Problem requirements: Copy each line from the listing below where the word "level" shows up.

==================================================

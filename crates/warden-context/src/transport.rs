//! Transport handles — opaque request/response references.
//!
//! The context layer never parses protocol traffic. A [`RequestHandle`]
//! is just a token plus the one field resolution cares about (the
//! remote host); the [`ResponseHandle`] is carried purely so a
//! transport-aware context can hand it back to the host unchanged.

use uuid::Uuid;

/// An opaque reference to an inbound transport request.
///
/// Equality is token-based: two handles are the same request iff they
/// carry the same token, regardless of the host snapshot.
#[derive(Debug, Clone, PartialEq, Eq)]
pub struct RequestHandle {
    token: Uuid,
    remote_host: Option<String>,
}

impl RequestHandle {
    /// Creates a handle for a request whose remote host is known.
    #[must_use]
    pub fn from_host(remote_host: impl Into<String>) -> Self {
        Self {
            token: Uuid::new_v4(),
            remote_host: Some(remote_host.into()),
        }
    }

    /// Creates a handle for a request with no resolvable origin
    /// (e.g. a unix socket or an in-process call).
    #[must_use]
    pub fn anonymous() -> Self {
        Self {
            token: Uuid::new_v4(),
            remote_host: None,
        }
    }

    /// The handle's opaque token.
    #[must_use]
    pub fn token(&self) -> Uuid {
        self.token
    }

    /// The remote host the request arrived from, if the transport
    /// exposed one.
    #[must_use]
    pub fn remote_host(&self) -> Option<&str> {
        self.remote_host.as_deref()
    }
}

/// An opaque reference to the outbound transport response.
#[derive(Debug, Clone, PartialEq, Eq)]
pub struct ResponseHandle {
    token: Uuid,
}

impl ResponseHandle {
    /// Creates a fresh response handle.
    #[must_use]
    pub fn new() -> Self {
        Self {
            token: Uuid::new_v4(),
        }
    }

    /// The handle's opaque token.
    #[must_use]
    pub fn token(&self) -> Uuid {
        self.token
    }
}

impl Default for ResponseHandle {
    fn default() -> Self {
        Self::new()
    }
}

/// The request/response pair of one transport exchange.
///
/// Both halves must be present: a request without its response (or
/// vice versa) is not a usable exchange, so the pair is constructed
/// whole or not at all.
#[derive(Debug, Clone, PartialEq, Eq)]
pub struct TransportPair {
    request: RequestHandle,
    response: ResponseHandle,
}

impl TransportPair {
    /// Binds a request to its response.
    #[must_use]
    pub fn new(request: RequestHandle, response: ResponseHandle) -> Self {
        Self { request, response }
    }

    /// The inbound request handle.
    #[must_use]
    pub fn request(&self) -> &RequestHandle {
        &self.request
    }

    /// The outbound response handle.
    #[must_use]
    pub fn response(&self) -> &ResponseHandle {
        &self.response
    }
}
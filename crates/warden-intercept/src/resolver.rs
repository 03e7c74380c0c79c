//! Metadata resolution — locating the security requirement attached
//! to a call site.
//!
//! The original model discovered requirements by runtime annotation
//! introspection. Here discovery is an explicit registration table
//! built at configuration time: [`MetadataRegistry`] maps method
//! descriptors (and, as a fallback, declaring types) to attached
//! [`SecurityMetadata`] instances, and [`RegistryResolver`] is the
//! default [`MetadataResolver`] over it.

use crate::Invocation;
use std::collections::HashMap;
use warden_auth::{MetadataKind, SecurityMetadata};
use warden_types::MethodDescriptor;

/// Locates the metadata instance of a given kind attached to a call
/// site, if any.
///
/// This is a strategy seam: the default [`RegistryResolver`] consults
/// a registration table, but alternate implementations may consult
/// configuration-driven mappings or merge lookups across sources
/// without changing handler logic.
pub trait MetadataResolver: Send + Sync {
    /// Returns the first attached instance of `kind` for this call
    /// site, or `None`.
    fn resolve(&self, invocation: &dyn Invocation, kind: MetadataKind)
        -> Option<SecurityMetadata>;

    /// Returns `true` if this resolver can look up the given kind at
    /// all. Pipelines validate at construction time that every
    /// handler's kind is supported.
    fn supports_kind(&self, _kind: MetadataKind) -> bool {
        true
    }
}

/// Startup-time registration table of security metadata.
///
/// Attachments are either method-level (keyed by full
/// [`MethodDescriptor`]) or type-level (keyed by declaring type name).
/// Lookup checks the method first, then falls back to the declaring
/// type — a method-level attachment shadows a type-level one of the
/// same kind.
///
/// The registry is populated once during configuration and treated as
/// read-only afterwards.
///
/// # Example
///
/// ```
/// use warden_auth::{MetadataKind, RequiredPermissions, SecurityMetadata};
/// use warden_intercept::MetadataRegistry;
/// use warden_types::MethodDescriptor;
///
/// let mut registry = MetadataRegistry::new();
///
/// // Every method of AdminService requires the admin role by default
/// registry.attach_type(
///     "AdminService",
///     SecurityMetadata::Permissions(RequiredPermissions::all_of(["admin:*"])),
/// );
///
/// // One specific method carries its own, stricter requirement
/// let wipe = MethodDescriptor::new("AdminService", "wipe", [] as [&str; 0]);
/// registry.attach(
///     wipe.clone(),
///     SecurityMetadata::Permissions(RequiredPermissions::all_of(["admin:wipe"])),
/// );
///
/// let md = registry
///     .lookup(&wipe, MetadataKind::RequiresPermissions)
///     .expect("attached");
/// ```
#[derive(Debug, Default)]
pub struct MetadataRegistry {
    methods: HashMap<MethodDescriptor, Vec<SecurityMetadata>>,
    types: HashMap<String, Vec<SecurityMetadata>>,
}

impl MetadataRegistry {
    /// Creates an empty registry.
    #[must_use]
    pub fn new() -> Self {
        Self::default()
    }

    /// Attaches a metadata instance to one method.
    pub fn attach(&mut self, method: MethodDescriptor, metadata: SecurityMetadata) {
        self.methods.entry(method).or_default().push(metadata);
    }

    /// Attaches a metadata instance to every method of a declaring
    /// type. Method-level attachments of the same kind take precedence.
    pub fn attach_type(&mut self, declaring_type: impl Into<String>, metadata: SecurityMetadata) {
        self.types
            .entry(declaring_type.into())
            .or_default()
            .push(metadata);
    }

    /// Looks up the first attachment of `kind` for `method`, checking
    /// the method itself before its declaring type.
    #[must_use]
    pub fn lookup(&self, method: &MethodDescriptor, kind: MetadataKind) -> Option<&SecurityMetadata> {
        self.methods
            .get(method)
            .and_then(|attached| attached.iter().find(|md| md.kind() == kind))
            .or_else(|| {
                self.types
                    .get(&method.declaring_type)
                    .and_then(|attached| attached.iter().find(|md| md.kind() == kind))
            })
    }

    /// Returns the number of attachments (method- and type-level).
    #[must_use]
    pub fn len(&self) -> usize {
        self.methods.values().map(Vec::len).sum::<usize>()
            + self.types.values().map(Vec::len).sum::<usize>()
    }

    /// Returns `true` if nothing is attached.
    #[must_use]
    pub fn is_empty(&self) -> bool {
        self.len() == 0
    }
}

/// Default resolver: looks the invocation's method descriptor up in a
/// [`MetadataRegistry`].
#[derive(Debug)]
pub struct RegistryResolver {
    registry: MetadataRegistry,
}

impl RegistryResolver {
    /// Wraps a populated registry.
    #[must_use]
    pub fn new(registry: MetadataRegistry) -> Self {
        Self { registry }
    }

    /// Read access to the underlying registry.
    #[must_use]
    pub fn registry(&self) -> &MetadataRegistry {
        &self.registry
    }
}

impl MetadataResolver for RegistryResolver {
    fn resolve(
        &self,
        invocation: &dyn Invocation,
        kind: MetadataKind,
    ) -> Option<SecurityMetadata> {
        self.registry.lookup(invocation.method(), kind).cloned()
    }
}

==================================================

Final answer:
/// Attachments are either method-level (keyed by full
/// [`MethodDescriptor`]) or type-level (keyed by declaring type name).
/// type — a method-level attachment shadows a type-level one of the
    /// type. Method-level attachments of the same kind take precedence.
    /// Returns the number of attachments (method- and type-level).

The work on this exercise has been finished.